People have often labeled me online as a journalist. Hell, I’ve even called myself this on one or two occasions. But it’s all bluster. I’m no good at it. I have news judgement, but only from a producer’s standpoint. I have no news to break. There’s nothing to report on. I have things that interest me, like New York’s Covid testing tent problem, but I’m not doing anything about it. I’m not sure if it’s laziness or fear of pushback. But I see what needs to be done in order to be an effective journalist, and lack of curiosity for events outside of my control don’t seem to be the direction I want to go in.
I’m sure that by reporting a piece of news, one gets closer to gaining control, but I’m not even sure where to start. Perhaps it’s something I can do in the future, but the thought of writing out a news report holds no appeal. Part of me feels guilty for this, considering I have a job in the news industry. However, I can write a good anchor script and pick out details viewers will care about. That does not a journalist make. That’s just a producer. That’s how I make end’s meet. There’s a different kind of story that’s got me curious that I hope to keep chasing for the rest of my life, and it’s one that lives inside of me, with millions more where that came from.

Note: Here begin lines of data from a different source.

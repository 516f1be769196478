//! Convenient imports for common functionality.
//!
//! Brings the connection, statement and record types into scope together
//! with the `sql_record!` macro.

pub use crate::binding::{Column, FixedText, Null, Record, WideText};
pub use crate::config::{ClientFlags, ConnectOptions};
pub use crate::connection::Connection;
pub use crate::error::SqlBindError;
pub use crate::sql_record;
pub use crate::statement::{
    AsyncOutcome, OutParams, RowSink, SharedOutParams, Statement, StatementState,
};
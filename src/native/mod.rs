// Native client layer
//
// Handle-level access to the embedded engine, shaped like a C client library:
// - session: session handle (open, prepare, batch execution)
// - statement: prepared statement handle (bind, execute, fetch, metadata)
// - value: bind arrays and result bind descriptors
// - time: composite calendar representation used by temporal buffers

pub mod session;
pub mod statement;
pub mod time;
pub mod value;

use std::fmt;

pub use session::SessionHandle;
pub use statement::{BoundParameters, StatementHandle};
pub use time::{NativeTime, TimeKind};
pub use value::{BindArray, BufferType, FixedValue, NativeValue, ResultBind};

/// Client-side error codes, numbered after the usual client library range.
pub mod codes {
    pub const UNKNOWN: i32 = 2000;
    pub const UNKNOWN_HOST: i32 = 2005;
    pub const UNSUPPORTED_CHARSET: i32 = 2019;
    pub const INVALID_PARAMETER_NO: i32 = 2034;
    pub const UNSUPPORTED_PARAM_TYPE: i32 = 2036;
    pub const NO_CURRENT_ROW: i32 = 2051;
    pub const INVALID_COLUMN: i32 = 2052;
    pub const TYPE_MISMATCH: i32 = 2061;
    pub const OUT_OF_RANGE: i32 = 2062;
}

/// Last-error state of a native handle.
#[derive(Debug, Clone, PartialEq, Eq)]
pub struct NativeError {
    pub code: i32,
    pub message: String,
}

impl NativeError {
    #[must_use]
    pub fn client(code: i32, message: impl Into<String>) -> Self {
        Self {
            code,
            message: message.into(),
        }
    }
}

impl fmt::Display for NativeError {
    fn fmt(&self, f: &mut fmt::Formatter<'_>) -> fmt::Result {
        write!(f, "[{}] {}", self.code, self.message)
    }
}

impl std::error::Error for NativeError {}

impl From<rusqlite::Error> for NativeError {
    fn from(err: rusqlite::Error) -> Self {
        match &err {
            rusqlite::Error::SqliteFailure(failure, message) => Self {
                code: failure.extended_code,
                message: message.clone().unwrap_or_else(|| failure.to_string()),
            },
            _ => Self::client(codes::UNKNOWN, err.to_string()),
        }
    }
}
use super::types::{Column, FieldMut, FieldRef, SqlType};

/// A typed record whose fields map positionally onto statement slots.
///
/// A zero-valued instance serves as the template a statement derives its
/// slot descriptors from. Implemented for `()`, tuples of [`Column`] types
/// and, through [`crate::sql_record!`], for plain structs.
pub trait Record {
    fn slot_count(&self) -> usize;

    fn sql_type(&self, index: usize) -> Option<SqlType>;

    fn field(&self, index: usize) -> Option<FieldRef<'_>>;

    fn field_mut(&mut self, index: usize) -> Option<FieldMut<'_>>;
}

impl Record for () {
    fn slot_count(&self) -> usize {
        0
    }

    fn sql_type(&self, _index: usize) -> Option<SqlType> {
        None
    }

    fn field(&self, _index: usize) -> Option<FieldRef<'_>> {
        None
    }

    fn field_mut(&mut self, _index: usize) -> Option<FieldMut<'_>> {
        None
    }
}

macro_rules! impl_tuple_record {
    ($count:expr; $($idx:tt $name:ident),+) => {
        impl<$($name: Column),+> Record for ($($name,)+) {
            fn slot_count(&self) -> usize {
                $count
            }

            fn sql_type(&self, index: usize) -> Option<SqlType> {
                match index {
                    $($idx => Some($name::SQL_TYPE),)+
                    _ => None,
                }
            }

            fn field(&self, index: usize) -> Option<FieldRef<'_>> {
                match index {
                    $($idx => Some(self.$idx.field()),)+
                    _ => None,
                }
            }

            fn field_mut(&mut self, index: usize) -> Option<FieldMut<'_>> {
                match index {
                    $($idx => Some(self.$idx.field_mut()),)+
                    _ => None,
                }
            }
        }
    };
}

impl_tuple_record!(1; 0 A);
impl_tuple_record!(2; 0 A, 1 B);
impl_tuple_record!(3; 0 A, 1 B, 2 C);
impl_tuple_record!(4; 0 A, 1 B, 2 C, 3 D);
impl_tuple_record!(5; 0 A, 1 B, 2 C, 3 D, 4 E);
impl_tuple_record!(6; 0 A, 1 B, 2 C, 3 D, 4 E, 5 F);
impl_tuple_record!(7; 0 A, 1 B, 2 C, 3 D, 4 E, 5 F, 6 G);
impl_tuple_record!(8; 0 A, 1 B, 2 C, 3 D, 4 E, 5 F, 6 G, 7 H);
impl_tuple_record!(9; 0 A, 1 B, 2 C, 3 D, 4 E, 5 F, 6 G, 7 H, 8 I);
impl_tuple_record!(10; 0 A, 1 B, 2 C, 3 D, 4 E, 5 F, 6 G, 7 H, 8 I, 9 J);
impl_tuple_record!(11; 0 A, 1 B, 2 C, 3 D, 4 E, 5 F, 6 G, 7 H, 8 I, 9 J, 10 K);
impl_tuple_record!(12; 0 A, 1 B, 2 C, 3 D, 4 E, 5 F, 6 G, 7 H, 8 I, 9 J, 10 K, 11 L);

I guess I hope to find the one that can really put me on the map. The thing that will solidify my place as a writer in whatever annuls of history we’re still writing down. I’d rather be curious about myself and where I can take my story before worrying about a job people can do better than me anyway. I’m not needed there. I’m needed elsewhere. I’m an investigative reporter into my own psyche. Too bad there’s no market for this kind of pundit.